-- RECORDS FOR THIS EXERCISE follows --
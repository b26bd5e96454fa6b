//! Types for the conversion service.

use chrono::{DateTime, Utc};
use serde::{Deserialize, Serialize};
use std::path::PathBuf;
use std::sync::Arc;
use thiserror::Error;

use crate::catalog::{Category, Format};
use crate::pathfinder::{Plan, RoutingError};
use crate::queue::{QueueError, TaskStatus};

/// A request to convert one file.
#[derive(Debug, Clone, Serialize, Deserialize)]
pub struct ConversionRequest {
    /// Task id. A UUID v4 is generated when absent.
    pub task_id: Option<String>,
    /// File to convert. Its extension decides the source format.
    pub input_path: PathBuf,
    /// Format to produce.
    pub target_format: Format,
    /// Exact destination. Takes precedence over `output_dir`.
    pub output_path: Option<PathBuf>,
    /// Directory for the output file. Defaults to the input's directory.
    pub output_dir: Option<PathBuf>,
}

impl ConversionRequest {
    pub fn new(input_path: impl Into<PathBuf>, target_format: impl Into<Format>) -> Self {
        Self {
            task_id: None,
            input_path: input_path.into(),
            target_format: target_format.into(),
            output_path: None,
            output_dir: None,
        }
    }

    pub fn with_task_id(mut self, task_id: impl Into<String>) -> Self {
        self.task_id = Some(task_id.into());
        self
    }

    pub fn with_output_path(mut self, path: impl Into<PathBuf>) -> Self {
        self.output_path = Some(path.into());
        self
    }

    pub fn with_output_dir(mut self, dir: impl Into<PathBuf>) -> Self {
        self.output_dir = Some(dir.into());
        self
    }
}

/// Snapshot of a conversion task.
#[derive(Debug, Clone, Serialize, Deserialize)]
pub struct Task {
    pub id: String,
    pub input_path: PathBuf,
    pub output_path: PathBuf,
    pub source_category: Category,
    pub target_format: Format,
    pub plan: Plan,
    pub status: TaskStatus,
    /// Last reported fraction in `[0, 1]`.
    pub progress: f32,
    pub message: Option<String>,
    /// Error text when the task failed.
    pub error: Option<String>,
    pub created_at: DateTime<Utc>,
    pub finished_at: Option<DateTime<Utc>>,
}

/// Status change or progress update of a task.
#[derive(Debug, Clone, PartialEq, Serialize, Deserialize)]
pub struct TaskEvent {
    pub task_id: String,
    pub fraction: f32,
    pub status: TaskStatus,
    pub message: String,
}

impl TaskEvent {
    /// Whether this is the last event the task will emit.
    pub fn is_terminal(&self) -> bool {
        self.status.is_terminal()
    }
}

/// Receiver of task events. Called from worker tasks.
pub type TaskEventCallback = Arc<dyn Fn(TaskEvent) + Send + Sync>;

/// Errors returned synchronously by the conversion service.
#[derive(Debug, Error)]
pub enum ServiceError {
    #[error(transparent)]
    Routing(#[from] RoutingError),

    #[error(transparent)]
    Queue(#[from] QueueError),

    /// The input path has no extension to derive a format from.
    #[error("Cannot determine format of {path}: no file extension")]
    NoExtension { path: PathBuf },
}
//! Types for the queue module.

use serde::{Deserialize, Serialize};
use std::fmt;
use thiserror::Error;
use tokio::sync::watch;

/// Lifecycle state of a task.
#[derive(Debug, Clone, Copy, PartialEq, Eq, Hash, Serialize, Deserialize)]
#[serde(rename_all = "snake_case")]
pub enum TaskStatus {
    /// Waiting for a worker.
    Pending,
    /// Holding a worker.
    Running,
    /// Finished successfully.
    Done,
    /// Finished with an error.
    Failed,
    /// Stopped before finishing.
    Cancelled,
}

impl TaskStatus {
    /// Whether no further transition can happen.
    pub fn is_terminal(&self) -> bool {
        matches!(self, Self::Done | Self::Failed | Self::Cancelled)
    }

    pub fn as_str(&self) -> &'static str {
        match self {
            Self::Pending => "pending",
            Self::Running => "running",
            Self::Done => "done",
            Self::Failed => "failed",
            Self::Cancelled => "cancelled",
        }
    }
}

impl fmt::Display for TaskStatus {
    fn fmt(&self, f: &mut fmt::Formatter<'_>) -> fmt::Result {
        f.write_str(self.as_str())
    }
}

/// Result reported by a unit of work.
#[derive(Debug, Clone, PartialEq, Eq)]
pub enum TaskOutcome {
    Done,
    Failed(String),
    Cancelled,
}

impl TaskOutcome {
    pub fn status(&self) -> TaskStatus {
        match self {
            Self::Done => TaskStatus::Done,
            Self::Failed(_) => TaskStatus::Failed,
            Self::Cancelled => TaskStatus::Cancelled,
        }
    }
}

/// Errors returned by [`TaskQueue::submit`](super::TaskQueue::submit).
#[derive(Debug, Clone, Error, PartialEq, Eq)]
pub enum QueueError {
    /// The queue no longer accepts work.
    #[error("Task queue is shut down")]
    ShutDown,

    /// A task with this id is still pending or running.
    #[error("Task already exists: {0}")]
    TaskExists(String),
}

/// Snapshot of the worker pool.
#[derive(Debug, Clone, Serialize, Deserialize)]
pub struct PoolStatus {
    /// Maximum concurrent tasks.
    pub workers: usize,
    /// Number of running tasks.
    pub active_tasks: usize,
    /// Number of tasks waiting for a worker.
    pub queued_tasks: usize,
    /// Tasks finished successfully since startup.
    pub total_processed: u64,
    /// Tasks failed since startup.
    pub total_failed: u64,
    /// Tasks cancelled since startup.
    pub total_cancelled: u64,
    /// Whether new submissions are accepted.
    pub accepting: bool,
}

/// Handle to a submitted task.
#[derive(Debug, Clone)]
pub struct TaskHandle {
    task_id: String,
    status_rx: watch::Receiver<TaskStatus>,
}

impl TaskHandle {
    pub(crate) fn new(task_id: String, status_rx: watch::Receiver<TaskStatus>) -> Self {
        Self { task_id, status_rx }
    }

    pub fn task_id(&self) -> &str {
        &self.task_id
    }

    /// The most recent status.
    pub fn status(&self) -> TaskStatus {
        *self.status_rx.borrow()
    }

    /// Waits until the task reaches a terminal status.
    pub async fn wait(mut self) -> TaskStatus {
        loop {
            let status = *self.status_rx.borrow_and_update();
            if status.is_terminal() {
                return status;
            }
            if self.status_rx.changed().await.is_err() {
                return *self.status_rx.borrow();
            }
        }
    }
}
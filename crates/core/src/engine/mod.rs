//! Engine adapters that perform single format transitions.
//!
//! This module provides the [`Engine`] trait and implementations backed by
//! external command line tools.
//!
//! # Engines
//!
//! - [`FfmpegEngine`] for video and audio, including still frames, audio
//!   extraction and audio over a generated canvas
//! - [`ImageMagickEngine`] for raster images and PDF pages
//! - [`DocumentEngine`] for documents and ebooks (pandoc, LibreOffice,
//!   pdftotext)
//!
//! Every engine runs its tool as a child process that is killed when the
//! step's [`CancellationToken`](tokio_util::sync::CancellationToken) fires
//! or the configured timeout elapses.
//!
//! # Example
//!
//! ```ignore
//! use omniconvert_core::engine::{Engine, EngineRegistry, EnginesConfig, StepJob};
//! use omniconvert_core::catalog::{EngineKind, Format};
//!
//! let registry = EngineRegistry::with_defaults(&EnginesConfig::default());
//! let ffmpeg = registry.get(EngineKind::Transcode).unwrap();
//!
//! let (tx, mut rx) = tokio::sync::mpsc::channel(16);
//! let job = StepJob {
//!     job_id: "job-1".to_string(),
//!     input_path: PathBuf::from("/path/to/clip.mkv"),
//!     output_path: PathBuf::from("/path/to/clip.mp4"),
//!     source_format: Format::new("mkv"),
//!     target_format: Format::new("mp4"),
//! };
//!
//! let output = ffmpeg.run(job, tx, CancellationToken::new()).await?;
//! println!("Converted in {} ms", output.duration_ms);
//! ```

mod config;
mod document;
mod error;
mod ffmpeg;
mod imagemagick;
mod process;
mod registry;
mod traits;
mod types;

pub use config::{DocumentConfig, EnginesConfig, FfmpegConfig, HwAccel, ImageMagickConfig};
pub use document::{select_backend, DocumentBackend, DocumentEngine};
pub use error::EngineError;
pub use ffmpeg::FfmpegEngine;
pub use imagemagick::ImageMagickEngine;
pub use registry::EngineRegistry;
pub use traits::Engine;
pub use types::{MediaInfo, StepJob, StepOutput, StepProgress};
#[cfg(test)]
mod tests {
    use super::*;
    use crate::engine::HwAccel;
    use std::path::PathBuf;

    fn job(from: &str, to: &str) -> StepJob {
        StepJob {
            job_id: "job-1".to_string(),
            input_path: PathBuf::from(format!("/input.{from}")),
            output_path: PathBuf::from(format!("/output.{to}")),
            source_format: Format::new(from),
            target_format: Format::new(to),
        }
    }

    fn has_pair(args: &[String], flag: &str, value: &str) -> bool {
        args.windows(2).any(|w| w[0] == flag && w[1] == value)
    }

    #[test]
    fn test_build_args_transcode_video() {
        let engine = FfmpegEngine::with_defaults();
        let args = engine.build_args(&job("mkv", "mp4")).unwrap();

        assert_eq!(args[0], "-y");
        assert!(has_pair(&args, "-i", "/input.mkv"));
        assert!(has_pair(&args, "-progress", "pipe:2"));
        assert!(has_pair(&args, "-loglevel", "warning"));
        assert!(!args.contains(&"-vn".to_string()));
        assert_eq!(args.last().unwrap(), "/output.mp4");
    }

    #[test]
    fn test_build_args_still_frame() {
        let engine = FfmpegEngine::with_defaults();
        let args = engine.build_args(&job("mp4", "jpg")).unwrap();

        assert!(has_pair(&args, "-frames:v", "1"));
        assert_eq!(args.last().unwrap(), "/output.jpg");
    }

    #[test]
    fn test_build_args_audio_output_drops_video() {
        let engine = FfmpegEngine::with_defaults();

        let extract = engine.build_args(&job("mp4", "wav")).unwrap();
        assert!(extract.contains(&"-vn".to_string()));

        let audio = engine.build_args(&job("flac", "mp3")).unwrap();
        assert!(audio.contains(&"-vn".to_string()));
    }

    #[test]
    fn test_build_args_audio_to_video_uses_canvas() {
        let mut config = FfmpegConfig::default();
        config.canvas_size = "640x360".to_string();
        let engine = FfmpegEngine::new(config);
        let args = engine.build_args(&job("mp3", "mp4")).unwrap();

        assert!(has_pair(&args, "-f", "lavfi"));
        assert!(has_pair(&args, "-i", "color=c=black:s=640x360:r=25"));
        assert!(has_pair(&args, "-i", "/input.mp3"));
        assert!(args.contains(&"-shortest".to_string()));
    }

    #[test]
    fn test_build_args_extra_args_before_output() {
        let mut config = FfmpegConfig::default();
        config.extra_args = vec!["-threads".to_string(), "2".to_string()];
        let engine = FfmpegEngine::new(config);
        let args = engine.build_args(&job("wav", "flac")).unwrap();

        let n = args.len();
        assert_eq!(&args[n - 3..n - 1], &["-threads", "2"]);
    }

    #[test]
    fn test_build_args_hwaccel_on_video_input() {
        let mut config = FfmpegConfig::default();
        config.hwaccel = Some(HwAccel::Amd);
        let engine = FfmpegEngine::new(config);

        let video = engine.build_args(&job("mkv", "mp4")).unwrap();
        let hw = video.iter().position(|a| a == "-hwaccel").unwrap();
        let input = video.iter().position(|a| a == "-i").unwrap();
        assert_eq!(video[hw + 1], "amf");
        assert!(hw < input);

        let audio = engine.build_args(&job("flac", "mp3")).unwrap();
        assert!(!audio.contains(&"-hwaccel".to_string()));
    }

    #[test]
    fn test_build_args_rejects_foreign_categories() {
        let engine = FfmpegEngine::with_defaults();
        for (from, to) in [("png", "jpg"), ("mp3", "jpg"), ("mp4", "pdf"), ("xyz", "mp4")] {
            let err = engine.build_args(&job(from, to)).unwrap_err();
            assert!(
                matches!(err, EngineError::UnsupportedConversion { .. }),
                "{from} -> {to}"
            );
        }
    }

    #[test]
    fn test_parse_out_time() {
        let re = Regex::new(r"^out_time_ms=(\d+)").unwrap();
        assert_eq!(parse_out_time_secs(&re, "out_time_ms=2500000"), Some(2.5));
        assert_eq!(parse_out_time_secs(&re, "out_time_ms=N/A"), None);
        assert_eq!(parse_out_time_secs(&re, "out_time=00:00:02.500000"), None);
        assert_eq!(parse_out_time_secs(&re, "progress=continue"), None);
    }

    #[test]
    fn test_local_fraction() {
        assert_eq!(local_fraction(5.0, 10.0), 0.5);
        assert_eq!(local_fraction(12.0, 10.0), 1.0);
        assert_eq!(local_fraction(3.0, 0.0), 0.0);
    }

    #[test]
    fn test_parse_probe_output() {
        let json = r#"{
            "format": {
                "filename": "test.mkv",
                "format_name": "matroska,webm",
                "duration": "7200.0",
                "size": "5000000000"
            },
            "streams": [
                { "codec_type": "video", "codec_name": "h264" },
                { "codec_type": "audio", "codec_name": "aac" }
            ]
        }"#;

        let info = FfmpegEngine::parse_probe_output(Path::new("test.mkv"), json).unwrap();
        assert_eq!(info.format, "matroska");
        assert!((info.duration_secs - 7200.0).abs() < 0.01);
        assert!(info.has_video);
        assert!(info.has_audio);
    }

    #[test]
    fn test_parse_probe_output_audio_only() {
        let json = r#"{
            "format": { "format_name": "flac" },
            "streams": [{ "codec_type": "audio" }]
        }"#;

        let info = FfmpegEngine::parse_probe_output(Path::new("a.flac"), json).unwrap();
        assert_eq!(info.duration_secs, 0.0);
        assert!(!info.has_video);
        assert!(info.has_audio);
    }

    #[test]
    fn test_parse_probe_output_invalid() {
        let err = FfmpegEngine::parse_probe_output(Path::new("x"), "not json").unwrap_err();
        assert!(matches!(err, EngineError::ProbeFailed { .. }));
    }

    #[tokio::test]
    async fn test_run_missing_input() {
        let engine = FfmpegEngine::with_defaults();
        let (tx, _rx) = mpsc::channel(4);
        let mut job = job("mp4", "mkv");
        job.input_path = PathBuf::from("/nonexistent/input.mp4");

        let err = engine
            .run(job, tx, CancellationToken::new())
            .await
            .unwrap_err();
        assert!(matches!(err, EngineError::InputNotFound { .. }));
    }
}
-- RECORDS FOR THIS EXERCISE concluded --
**PROBLEM DETAILS**
Above are the records. Copy the lines beginning at the one that has "pub enum TaskOutcome" and ending with the one that has "pub async fn", unchanged.

**FINISHED TASK**
pub enum TaskOutcome {
    Done,
    Failed(String),
    Cancelled,
}

impl TaskOutcome {
    pub fn status(&self) -> TaskStatus {
        match self {
            Self::Done => TaskStatus::Done,
            Self::Failed(_) => TaskStatus::Failed,
            Self::Cancelled => TaskStatus::Cancelled,
        }
    }
}

/// Errors returned by [`TaskQueue::submit`](super::TaskQueue::submit).
#[derive(Debug, Clone, Error, PartialEq, Eq)]
pub enum QueueError {
    /// The queue no longer accepts work.
    #[error("Task queue is shut down")]
    ShutDown,

    /// A task with this id is still pending or running.
    #[error("Task already exists: {0}")]
    TaskExists(String),
}

/// Snapshot of the worker pool.
#[derive(Debug, Clone, Serialize, Deserialize)]
pub struct PoolStatus {
    /// Maximum concurrent tasks.
    pub workers: usize,
    /// Number of running tasks.
    pub active_tasks: usize,
    /// Number of tasks waiting for a worker.
    pub queued_tasks: usize,
    /// Tasks finished successfully since startup.
    pub total_processed: u64,
    /// Tasks failed since startup.
    pub total_failed: u64,
    /// Tasks cancelled since startup.
    pub total_cancelled: u64,
    /// Whether new submissions are accepted.
    pub accepting: bool,
}

/// Handle to a submitted task.
#[derive(Debug, Clone)]
pub struct TaskHandle {
    task_id: String,
    status_rx: watch::Receiver<TaskStatus>,
}

impl TaskHandle {
    pub(crate) fn new(task_id: String, status_rx: watch::Receiver<TaskStatus>) -> Self {
        Self { task_id, status_rx }
    }

    pub fn task_id(&self) -> &str {
        &self.task_id
    }

    /// The most recent status.
    pub fn status(&self) -> TaskStatus {
        *self.status_rx.borrow()
    }

    /// Waits until the task reaches a terminal status.
    pub async fn wait(mut self) -> TaskStatus {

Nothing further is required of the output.